[Collected data entries]
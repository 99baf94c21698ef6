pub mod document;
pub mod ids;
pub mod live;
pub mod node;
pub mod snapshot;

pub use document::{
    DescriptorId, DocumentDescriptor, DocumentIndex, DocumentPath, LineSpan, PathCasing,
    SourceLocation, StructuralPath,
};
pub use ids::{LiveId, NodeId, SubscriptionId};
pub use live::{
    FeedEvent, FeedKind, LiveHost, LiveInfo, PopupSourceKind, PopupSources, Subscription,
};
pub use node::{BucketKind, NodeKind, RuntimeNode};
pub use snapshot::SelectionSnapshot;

==

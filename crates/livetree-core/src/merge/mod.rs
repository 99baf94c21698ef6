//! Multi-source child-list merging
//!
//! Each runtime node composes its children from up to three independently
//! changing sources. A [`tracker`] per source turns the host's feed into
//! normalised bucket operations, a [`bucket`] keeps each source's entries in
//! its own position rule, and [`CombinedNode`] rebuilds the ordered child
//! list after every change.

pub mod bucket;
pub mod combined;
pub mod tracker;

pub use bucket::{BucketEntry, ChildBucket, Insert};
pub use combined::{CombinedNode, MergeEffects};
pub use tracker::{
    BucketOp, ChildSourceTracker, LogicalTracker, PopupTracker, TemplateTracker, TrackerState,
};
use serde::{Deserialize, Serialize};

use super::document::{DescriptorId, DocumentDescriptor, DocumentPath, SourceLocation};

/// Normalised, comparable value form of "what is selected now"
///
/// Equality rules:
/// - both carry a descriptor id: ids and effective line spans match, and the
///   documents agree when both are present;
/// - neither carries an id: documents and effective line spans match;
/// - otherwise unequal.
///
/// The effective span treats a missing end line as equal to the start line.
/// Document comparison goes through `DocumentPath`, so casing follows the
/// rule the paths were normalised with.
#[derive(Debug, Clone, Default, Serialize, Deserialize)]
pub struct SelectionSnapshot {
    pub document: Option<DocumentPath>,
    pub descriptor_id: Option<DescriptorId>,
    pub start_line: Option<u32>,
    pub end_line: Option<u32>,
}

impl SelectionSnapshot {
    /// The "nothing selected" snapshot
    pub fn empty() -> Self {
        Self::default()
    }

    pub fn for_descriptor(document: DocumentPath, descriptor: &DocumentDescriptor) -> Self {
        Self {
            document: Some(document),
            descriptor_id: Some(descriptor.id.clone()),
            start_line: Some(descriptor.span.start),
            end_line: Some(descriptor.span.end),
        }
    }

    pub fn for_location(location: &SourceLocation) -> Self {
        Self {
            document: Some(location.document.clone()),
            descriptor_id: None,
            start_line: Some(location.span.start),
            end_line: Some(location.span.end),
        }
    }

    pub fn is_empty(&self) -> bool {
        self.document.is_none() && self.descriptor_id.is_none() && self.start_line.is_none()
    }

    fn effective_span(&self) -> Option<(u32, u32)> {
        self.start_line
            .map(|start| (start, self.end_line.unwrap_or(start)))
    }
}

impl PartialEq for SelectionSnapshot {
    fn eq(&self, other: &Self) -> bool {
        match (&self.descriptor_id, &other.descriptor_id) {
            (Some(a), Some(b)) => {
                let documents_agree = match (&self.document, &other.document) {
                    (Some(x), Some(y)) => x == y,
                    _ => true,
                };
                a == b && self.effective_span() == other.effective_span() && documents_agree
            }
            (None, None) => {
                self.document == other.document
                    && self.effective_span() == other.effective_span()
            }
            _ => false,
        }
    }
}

...

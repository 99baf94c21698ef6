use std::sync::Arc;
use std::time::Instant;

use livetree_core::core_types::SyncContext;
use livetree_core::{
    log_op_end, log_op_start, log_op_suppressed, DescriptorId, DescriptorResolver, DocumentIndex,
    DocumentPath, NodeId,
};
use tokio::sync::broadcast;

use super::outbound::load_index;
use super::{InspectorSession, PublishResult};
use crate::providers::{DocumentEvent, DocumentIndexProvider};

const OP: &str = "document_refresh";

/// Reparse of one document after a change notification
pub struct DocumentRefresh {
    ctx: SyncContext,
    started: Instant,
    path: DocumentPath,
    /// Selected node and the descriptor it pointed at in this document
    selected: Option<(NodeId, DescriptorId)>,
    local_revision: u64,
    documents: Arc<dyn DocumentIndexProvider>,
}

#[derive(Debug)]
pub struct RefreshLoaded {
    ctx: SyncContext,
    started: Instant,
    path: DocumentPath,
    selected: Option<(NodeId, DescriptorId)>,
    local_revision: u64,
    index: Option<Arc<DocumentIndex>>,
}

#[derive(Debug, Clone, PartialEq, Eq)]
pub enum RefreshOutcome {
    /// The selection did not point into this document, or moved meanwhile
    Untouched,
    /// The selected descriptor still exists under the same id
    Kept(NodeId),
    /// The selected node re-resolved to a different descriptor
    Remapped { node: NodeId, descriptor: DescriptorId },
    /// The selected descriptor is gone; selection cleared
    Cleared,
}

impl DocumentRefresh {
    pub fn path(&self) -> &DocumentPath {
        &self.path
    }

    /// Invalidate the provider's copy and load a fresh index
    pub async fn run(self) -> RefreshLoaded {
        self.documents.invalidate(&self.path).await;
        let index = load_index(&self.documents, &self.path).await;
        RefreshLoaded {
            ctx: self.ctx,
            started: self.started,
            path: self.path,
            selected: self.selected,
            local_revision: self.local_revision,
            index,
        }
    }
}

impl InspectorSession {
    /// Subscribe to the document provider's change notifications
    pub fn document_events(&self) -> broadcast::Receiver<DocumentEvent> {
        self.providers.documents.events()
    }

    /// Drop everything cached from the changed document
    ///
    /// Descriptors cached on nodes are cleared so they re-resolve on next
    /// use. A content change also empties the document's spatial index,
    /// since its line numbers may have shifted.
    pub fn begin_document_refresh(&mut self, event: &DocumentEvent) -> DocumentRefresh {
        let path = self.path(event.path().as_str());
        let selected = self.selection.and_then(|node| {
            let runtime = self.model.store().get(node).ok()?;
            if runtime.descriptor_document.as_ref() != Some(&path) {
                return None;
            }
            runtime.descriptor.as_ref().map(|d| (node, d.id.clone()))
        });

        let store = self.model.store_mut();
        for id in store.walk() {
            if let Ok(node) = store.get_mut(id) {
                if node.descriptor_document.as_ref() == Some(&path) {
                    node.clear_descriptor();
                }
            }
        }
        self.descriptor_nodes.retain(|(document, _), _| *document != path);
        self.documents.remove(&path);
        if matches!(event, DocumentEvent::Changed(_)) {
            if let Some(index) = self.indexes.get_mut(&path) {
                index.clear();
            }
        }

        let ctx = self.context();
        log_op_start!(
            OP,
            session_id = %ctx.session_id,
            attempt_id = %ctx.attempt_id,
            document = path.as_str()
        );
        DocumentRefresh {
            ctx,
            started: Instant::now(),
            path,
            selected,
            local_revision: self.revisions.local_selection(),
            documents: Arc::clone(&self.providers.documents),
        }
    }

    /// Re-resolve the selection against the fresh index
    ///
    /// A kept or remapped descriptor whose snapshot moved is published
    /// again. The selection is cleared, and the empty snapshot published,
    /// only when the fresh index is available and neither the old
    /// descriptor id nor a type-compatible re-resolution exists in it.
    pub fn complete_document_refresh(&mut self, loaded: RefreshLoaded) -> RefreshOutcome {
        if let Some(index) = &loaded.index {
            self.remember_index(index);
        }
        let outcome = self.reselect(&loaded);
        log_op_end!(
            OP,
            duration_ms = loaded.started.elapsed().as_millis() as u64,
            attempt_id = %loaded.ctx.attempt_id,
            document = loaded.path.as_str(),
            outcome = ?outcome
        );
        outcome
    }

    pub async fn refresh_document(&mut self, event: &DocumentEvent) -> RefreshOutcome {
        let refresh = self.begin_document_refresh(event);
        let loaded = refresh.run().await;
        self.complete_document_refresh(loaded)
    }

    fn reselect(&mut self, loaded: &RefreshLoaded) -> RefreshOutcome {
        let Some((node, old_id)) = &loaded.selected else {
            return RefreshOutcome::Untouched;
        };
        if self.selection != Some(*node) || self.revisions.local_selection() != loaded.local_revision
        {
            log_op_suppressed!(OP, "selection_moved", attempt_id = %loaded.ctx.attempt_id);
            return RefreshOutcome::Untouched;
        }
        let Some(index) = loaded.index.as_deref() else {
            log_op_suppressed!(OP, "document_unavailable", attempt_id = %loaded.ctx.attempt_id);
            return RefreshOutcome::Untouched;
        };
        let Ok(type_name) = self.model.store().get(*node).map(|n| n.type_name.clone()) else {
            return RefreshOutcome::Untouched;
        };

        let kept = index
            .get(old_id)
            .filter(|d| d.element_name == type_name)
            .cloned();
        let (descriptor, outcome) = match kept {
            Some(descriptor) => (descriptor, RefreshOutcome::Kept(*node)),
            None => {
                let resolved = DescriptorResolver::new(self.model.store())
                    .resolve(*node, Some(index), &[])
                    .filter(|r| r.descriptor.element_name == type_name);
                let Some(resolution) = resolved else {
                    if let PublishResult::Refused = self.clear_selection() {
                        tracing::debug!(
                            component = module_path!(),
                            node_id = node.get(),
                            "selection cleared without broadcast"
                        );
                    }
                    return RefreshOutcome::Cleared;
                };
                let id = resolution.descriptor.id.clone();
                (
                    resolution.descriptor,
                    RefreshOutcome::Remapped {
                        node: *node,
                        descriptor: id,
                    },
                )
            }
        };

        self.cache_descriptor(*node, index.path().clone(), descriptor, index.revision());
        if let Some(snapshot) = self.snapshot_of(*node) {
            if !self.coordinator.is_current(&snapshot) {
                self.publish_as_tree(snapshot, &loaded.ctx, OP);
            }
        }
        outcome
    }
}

What you need to do →
Search the entries for the string "DocumentIndexProvider". Copy every line that has it.

Response below →
use crate::providers::{DocumentEvent, DocumentIndexProvider};
    documents: Arc<dyn DocumentIndexProvider>,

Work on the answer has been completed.